» Task objective:
The word to look for is "html". Report every line of the entries below that has it.

» Extracted entries:
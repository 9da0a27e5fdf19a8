//! End-to-end tests for batch runs.
//!
//! Runs use `ScriptedFetcher`, so nothing here touches the network.

use std::fs;
use std::path::{Path, PathBuf};
use std::sync::Arc;

use tempfile::TempDir;

use sifter::{
    AttemptOutcome, CancelToken, CollectingSink, EnrichmentTask, FetchOutcome, InputSchema,
    ProgressEvent, ProviderOrder, RowWindow, RunConfig, ScriptedFetcher, SifterError, run_batch,
};

const CONTACTS_CSV: &str = "First Name,Last Name,Phone\n\
                            Jane,Doe,555-0100\n\
                            John,Roe,555-0101\n\
                            ,Nobody,555-0102\n\
                            Mary,Major,555-0103\n\
                            Paul,Minor,555-0104\n";

const YAHOO_HIT: &str = r#"<html><body>
    <div class="Sr"><a href="https://realty.example/jane">Jane Doe</a>
    <p>Reach Jane at jane@realty.example.com</p></div>
</body></html>"#;

fn write_input(dir: &TempDir, name: &str, content: &str) -> PathBuf {
    let path = dir.path().join(name);
    fs::write(&path, content).expect("Failed to write input");
    path
}

fn config(input: &Path, output: &Path, order: &[&str]) -> RunConfig {
    let mut config = RunConfig::new(input, output);
    config.order = ProviderOrder::new(order.iter().copied(), None);
    config
}

fn output_lines(path: &Path) -> Vec<String> {
    fs::read_to_string(path)
        .expect("Failed to read output")
        .lines()
        .map(str::to_string)
        .collect()
}

// =============================================================================
// Fallback
// =============================================================================

#[test]
fn test_first_provider_with_email_wins() {
    let dir = TempDir::new().unwrap();
    let input = write_input(&dir, "contacts.csv", "h,h,h\nJane,Doe,555-0100\n");
    let output = dir.path().join("out.csv");

    let fetcher = Arc::new(
        ScriptedFetcher::new()
            .with_outcome("bing", FetchOutcome::ChallengeDetected)
            .with_body("yahoo", YAHOO_HIT)
            .with_body("ask", "<p>late@other.com</p>"),
    );
    let mut cfg = config(&input, &output, &["bing", "yahoo", "ask"]);
    cfg.include_provider = true;

    let mut sink = CollectingSink::new();
    let summary = run_batch(&cfg, fetcher.clone(), &mut sink, &CancelToken::new()).unwrap();

    assert_eq!(summary.records_processed, 1);
    assert_eq!(summary.emails_found, 1);
    assert_eq!(fetcher.called_providers(), vec!["bing", "yahoo"]);
    assert_eq!(
        output_lines(&output),
        vec![
            "First Name,Last Name,Phone,Full Name,Email,Source Link,Provider",
            "Jane,Doe,555-0100,Jane Doe,jane@realty.example.com,https://realty.example/jane,yahoo",
        ]
    );
}

#[test]
fn test_primary_is_queried_first() {
    let dir = TempDir::new().unwrap();
    let input = write_input(&dir, "contacts.csv", "h,h,h\nJane,Doe,555\n");
    let output = dir.path().join("out.csv");

    let fetcher = Arc::new(ScriptedFetcher::new());
    let mut cfg = RunConfig::new(&input, &output);
    cfg.order = ProviderOrder::with_primary("bing");

    run_batch(&cfg, fetcher.clone(), &mut CollectingSink::new(), &CancelToken::new()).unwrap();

    assert_eq!(
        fetcher.called_providers(),
        vec!["bing", "yahoo", "searx", "startpage", "ask", "yandex"]
    );
}

#[test]
fn test_all_transport_errors_still_complete() {
    let dir = TempDir::new().unwrap();
    let input = write_input(&dir, "contacts.csv", CONTACTS_CSV);
    let output = dir.path().join("out.csv");

    let fetcher = Arc::new(ScriptedFetcher::new());
    let cfg = config(&input, &output, &["duckduckgo", "bing"]);

    let mut sink = CollectingSink::new();
    let summary = run_batch(&cfg, fetcher, &mut sink, &CancelToken::new()).unwrap();

    assert_eq!(summary.records_loaded, 4);
    assert_eq!(summary.records_processed, 4);
    assert_eq!(summary.emails_found, 0);
    assert!(!summary.cancelled);

    let lines = output_lines(&output);
    assert_eq!(lines.len(), 5);
    assert_eq!(lines[1], "Jane,Doe,555-0100,Jane Doe,,");
    assert_eq!(lines[4], "Paul,Minor,555-0104,Paul Minor,,");

    let attempts = sink.attempts();
    assert_eq!(attempts.len(), 8);
    assert!(
        attempts
            .iter()
            .all(|a| matches!(a.outcome, AttemptOutcome::TransportError { .. }))
    );
    assert!(matches!(sink.events.last(), Some(ProgressEvent::RunFinished(_))));
}

#[test]
fn test_name_phone_schema() {
    let dir = TempDir::new().unwrap();
    let input = write_input(
        &dir,
        "contacts.csv",
        "Name,Office,City,State,Phone\nJane Doe,Acme,Austin,TX,555-0100\n",
    );
    let output = dir.path().join("out.csv");

    let fetcher = Arc::new(ScriptedFetcher::new().with_body("yahoo", YAHOO_HIT));
    let mut cfg = config(&input, &output, &["yahoo"]);
    cfg.schema = InputSchema::NamePhone;

    run_batch(&cfg, fetcher.clone(), &mut CollectingSink::new(), &CancelToken::new()).unwrap();

    assert_eq!(fetcher.calls()[0].1, "Realtor Email for: Jane Doe 555-0100");
    assert_eq!(
        output_lines(&output),
        vec![
            "name,number,email,page",
            "Jane Doe,555-0100,jane@realty.example.com,https://realty.example/jane",
        ]
    );
}

// =============================================================================
// Windowing and resume
// =============================================================================

#[test]
fn test_window_limits_processed_rows() {
    let dir = TempDir::new().unwrap();
    let input = write_input(&dir, "contacts.csv", CONTACTS_CSV);
    let output = dir.path().join("out.csv");

    let mut cfg = config(&input, &output, &["bing"]);
    cfg.window = RowWindow::new(2, Some(5));

    let summary = run_batch(
        &cfg,
        Arc::new(ScriptedFetcher::new()),
        &mut CollectingSink::new(),
        &CancelToken::new(),
    )
    .unwrap();

    // Rows 2 (John) and 4 (Mary); row 3 has no first name.
    assert_eq!(summary.records_processed, 2);
    let lines = output_lines(&output);
    assert!(lines[1].starts_with("John,"));
    assert!(lines[2].starts_with("Mary,"));
}

#[test]
fn test_resume_appends_without_touching_existing_rows() {
    let dir = TempDir::new().unwrap();
    let input = write_input(&dir, "contacts.csv", CONTACTS_CSV);
    let output = dir.path().join("out.csv");

    let mut first = config(&input, &output, &["bing"]);
    first.window = RowWindow::new(1, Some(3));
    run_batch(
        &first,
        Arc::new(ScriptedFetcher::new()),
        &mut CollectingSink::new(),
        &CancelToken::new(),
    )
    .unwrap();
    let before = fs::read(&output).unwrap();

    let mut second = config(&input, &output, &["bing"]);
    second.window = RowWindow::from_start(3);
    run_batch(
        &second,
        Arc::new(ScriptedFetcher::new()),
        &mut CollectingSink::new(),
        &CancelToken::new(),
    )
    .unwrap();
    let after = fs::read(&output).unwrap();

    assert!(after.starts_with(&before));
    let lines = output_lines(&output);
    assert_eq!(lines.iter().filter(|l| l.starts_with("First Name")).count(), 1);
    assert_eq!(lines.len(), 5);
}

// =============================================================================
// Failures and cancellation
// =============================================================================

#[test]
fn test_unsupported_format_creates_no_output() {
    let dir = TempDir::new().unwrap();
    let input = write_input(&dir, "contacts.ods", "irrelevant");
    let output = dir.path().join("out.csv");

    let result = run_batch(
        &config(&input, &output, &["bing"]),
        Arc::new(ScriptedFetcher::new()),
        &mut CollectingSink::new(),
        &CancelToken::new(),
    );

    assert!(matches!(result, Err(SifterError::UnsupportedFormat(_))));
    assert!(!output.exists());
}

#[test]
fn test_background_task_reports_events() {
    let dir = TempDir::new().unwrap();
    let input = write_input(&dir, "contacts.csv", CONTACTS_CSV);
    let output = dir.path().join("out.csv");

    let task = EnrichmentTask::spawn(
        config(&input, &output, &["bing"]),
        Arc::new(ScriptedFetcher::new()),
    );
    let events: Vec<ProgressEvent> = task.events().iter().collect();
    let summary = task.join().unwrap();

    assert_eq!(summary.records_processed, 4);
    assert!(matches!(events.first(), Some(ProgressEvent::RunStarted { total: 4, .. })));
    assert!(matches!(events.last(), Some(ProgressEvent::RunFinished(_))));
}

» Answer section:
const YAHOO_HIT: &str = r#"<html><body>
</body></html>"#;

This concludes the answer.